### Dataset entries
******************************

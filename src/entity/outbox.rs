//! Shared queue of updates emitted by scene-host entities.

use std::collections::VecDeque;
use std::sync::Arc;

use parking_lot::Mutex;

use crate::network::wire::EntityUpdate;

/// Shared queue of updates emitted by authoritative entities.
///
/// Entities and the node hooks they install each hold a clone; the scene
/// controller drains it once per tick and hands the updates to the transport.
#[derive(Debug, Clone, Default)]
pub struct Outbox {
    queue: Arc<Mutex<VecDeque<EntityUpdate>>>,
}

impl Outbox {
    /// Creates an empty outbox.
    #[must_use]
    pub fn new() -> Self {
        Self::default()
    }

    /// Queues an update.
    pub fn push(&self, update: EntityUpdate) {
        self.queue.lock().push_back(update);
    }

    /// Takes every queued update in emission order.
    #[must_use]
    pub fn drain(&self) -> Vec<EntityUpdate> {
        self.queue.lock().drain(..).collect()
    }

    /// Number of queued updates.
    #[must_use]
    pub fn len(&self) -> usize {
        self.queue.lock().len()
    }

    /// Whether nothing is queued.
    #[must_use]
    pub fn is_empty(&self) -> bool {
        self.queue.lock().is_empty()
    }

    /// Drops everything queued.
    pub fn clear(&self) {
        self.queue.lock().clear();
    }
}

******************************

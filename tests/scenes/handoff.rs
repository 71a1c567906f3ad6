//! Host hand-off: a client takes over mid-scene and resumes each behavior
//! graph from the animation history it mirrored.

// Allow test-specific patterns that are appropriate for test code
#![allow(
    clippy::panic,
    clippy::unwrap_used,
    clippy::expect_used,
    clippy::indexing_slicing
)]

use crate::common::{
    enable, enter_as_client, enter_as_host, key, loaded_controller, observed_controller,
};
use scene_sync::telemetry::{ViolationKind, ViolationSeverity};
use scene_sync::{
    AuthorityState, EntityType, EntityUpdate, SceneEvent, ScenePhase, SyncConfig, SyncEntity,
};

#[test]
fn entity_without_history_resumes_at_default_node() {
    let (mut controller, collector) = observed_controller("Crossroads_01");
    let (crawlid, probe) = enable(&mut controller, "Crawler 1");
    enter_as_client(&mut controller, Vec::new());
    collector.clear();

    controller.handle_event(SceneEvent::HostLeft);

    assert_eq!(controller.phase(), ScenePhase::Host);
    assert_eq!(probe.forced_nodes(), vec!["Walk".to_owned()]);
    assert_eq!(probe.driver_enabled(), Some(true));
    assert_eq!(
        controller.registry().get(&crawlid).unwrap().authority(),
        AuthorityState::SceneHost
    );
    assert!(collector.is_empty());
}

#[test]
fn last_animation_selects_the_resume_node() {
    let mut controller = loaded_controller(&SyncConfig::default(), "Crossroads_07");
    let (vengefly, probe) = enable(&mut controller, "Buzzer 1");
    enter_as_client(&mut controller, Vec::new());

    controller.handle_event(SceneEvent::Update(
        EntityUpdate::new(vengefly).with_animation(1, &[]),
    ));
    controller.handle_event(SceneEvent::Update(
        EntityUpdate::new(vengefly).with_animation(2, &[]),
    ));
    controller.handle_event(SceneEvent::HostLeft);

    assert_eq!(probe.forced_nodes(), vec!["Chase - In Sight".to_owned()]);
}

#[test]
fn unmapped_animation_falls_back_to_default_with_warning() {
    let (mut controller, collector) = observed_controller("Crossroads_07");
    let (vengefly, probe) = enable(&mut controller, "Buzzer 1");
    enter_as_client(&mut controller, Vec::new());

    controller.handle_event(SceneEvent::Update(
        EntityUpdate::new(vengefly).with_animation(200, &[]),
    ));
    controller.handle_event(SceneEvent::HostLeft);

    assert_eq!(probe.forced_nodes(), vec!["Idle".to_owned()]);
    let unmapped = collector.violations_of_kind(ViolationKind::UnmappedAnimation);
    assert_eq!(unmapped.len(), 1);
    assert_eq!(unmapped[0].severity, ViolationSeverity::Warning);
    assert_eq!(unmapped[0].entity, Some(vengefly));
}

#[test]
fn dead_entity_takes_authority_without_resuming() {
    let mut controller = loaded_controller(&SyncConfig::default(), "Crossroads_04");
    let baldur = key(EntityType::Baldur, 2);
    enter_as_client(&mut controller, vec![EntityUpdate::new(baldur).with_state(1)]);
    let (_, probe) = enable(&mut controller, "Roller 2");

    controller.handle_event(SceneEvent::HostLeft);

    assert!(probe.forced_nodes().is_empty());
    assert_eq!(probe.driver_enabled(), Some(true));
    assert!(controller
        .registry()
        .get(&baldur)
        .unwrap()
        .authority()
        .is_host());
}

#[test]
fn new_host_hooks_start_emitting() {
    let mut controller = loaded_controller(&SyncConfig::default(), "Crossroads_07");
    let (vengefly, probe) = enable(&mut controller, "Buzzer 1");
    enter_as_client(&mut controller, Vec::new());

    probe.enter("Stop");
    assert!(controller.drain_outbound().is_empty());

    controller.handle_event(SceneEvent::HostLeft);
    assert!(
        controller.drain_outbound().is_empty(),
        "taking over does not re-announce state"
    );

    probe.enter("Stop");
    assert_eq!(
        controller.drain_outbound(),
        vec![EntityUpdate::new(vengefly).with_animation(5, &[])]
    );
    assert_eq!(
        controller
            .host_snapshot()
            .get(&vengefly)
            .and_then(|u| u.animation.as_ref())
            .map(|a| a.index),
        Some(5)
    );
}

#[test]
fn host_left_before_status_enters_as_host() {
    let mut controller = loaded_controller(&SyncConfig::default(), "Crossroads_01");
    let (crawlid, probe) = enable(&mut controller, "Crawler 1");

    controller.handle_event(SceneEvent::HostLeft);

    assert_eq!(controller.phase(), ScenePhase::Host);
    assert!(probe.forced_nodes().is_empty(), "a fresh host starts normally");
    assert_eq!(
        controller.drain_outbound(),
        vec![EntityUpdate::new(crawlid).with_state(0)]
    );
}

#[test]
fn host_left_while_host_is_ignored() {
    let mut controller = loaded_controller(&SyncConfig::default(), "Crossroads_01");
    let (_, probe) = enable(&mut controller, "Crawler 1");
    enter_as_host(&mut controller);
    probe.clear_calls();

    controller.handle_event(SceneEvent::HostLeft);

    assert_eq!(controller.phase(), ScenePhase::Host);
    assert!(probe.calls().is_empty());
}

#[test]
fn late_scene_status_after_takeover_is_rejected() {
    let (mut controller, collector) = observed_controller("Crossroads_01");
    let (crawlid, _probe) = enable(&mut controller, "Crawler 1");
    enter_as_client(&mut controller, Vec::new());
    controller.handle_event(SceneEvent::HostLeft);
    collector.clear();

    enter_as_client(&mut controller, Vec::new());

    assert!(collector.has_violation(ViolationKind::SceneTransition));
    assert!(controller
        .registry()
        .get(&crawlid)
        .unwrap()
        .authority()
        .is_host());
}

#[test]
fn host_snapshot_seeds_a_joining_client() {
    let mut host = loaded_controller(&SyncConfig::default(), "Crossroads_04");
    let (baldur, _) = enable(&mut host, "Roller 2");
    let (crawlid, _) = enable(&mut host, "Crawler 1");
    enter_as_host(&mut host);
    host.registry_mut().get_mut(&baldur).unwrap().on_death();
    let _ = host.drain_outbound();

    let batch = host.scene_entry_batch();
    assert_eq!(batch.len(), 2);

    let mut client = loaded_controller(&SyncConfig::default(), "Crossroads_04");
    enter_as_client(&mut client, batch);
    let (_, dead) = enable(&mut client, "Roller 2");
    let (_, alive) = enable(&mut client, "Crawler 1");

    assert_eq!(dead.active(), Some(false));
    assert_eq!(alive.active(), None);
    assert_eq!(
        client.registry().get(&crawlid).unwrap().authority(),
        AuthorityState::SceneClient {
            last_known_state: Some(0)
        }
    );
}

******************************

### Your task
Check the entries above for the word "EntityUpdate" and copy every line where it turns up.

### Output for this exercise
use crate::network::wire::EntityUpdate;
    queue: Arc<Mutex<VecDeque<EntityUpdate>>>,
    pub fn push(&self, update: EntityUpdate) {
    pub fn drain(&self) -> Vec<EntityUpdate> {
    AuthorityState, EntityType, EntityUpdate, SceneEvent, ScenePhase, SyncConfig, SyncEntity,
        EntityUpdate::new(vengefly).with_animation(1, &[]),
        EntityUpdate::new(vengefly).with_animation(2, &[]),
        EntityUpdate::new(vengefly).with_animation(200, &[]),
    enter_as_client(&mut controller, vec![EntityUpdate::new(baldur).with_state(1)]);
        vec![EntityUpdate::new(vengefly).with_animation(5, &[])]
        vec![EntityUpdate::new(crawlid).with_state(0)]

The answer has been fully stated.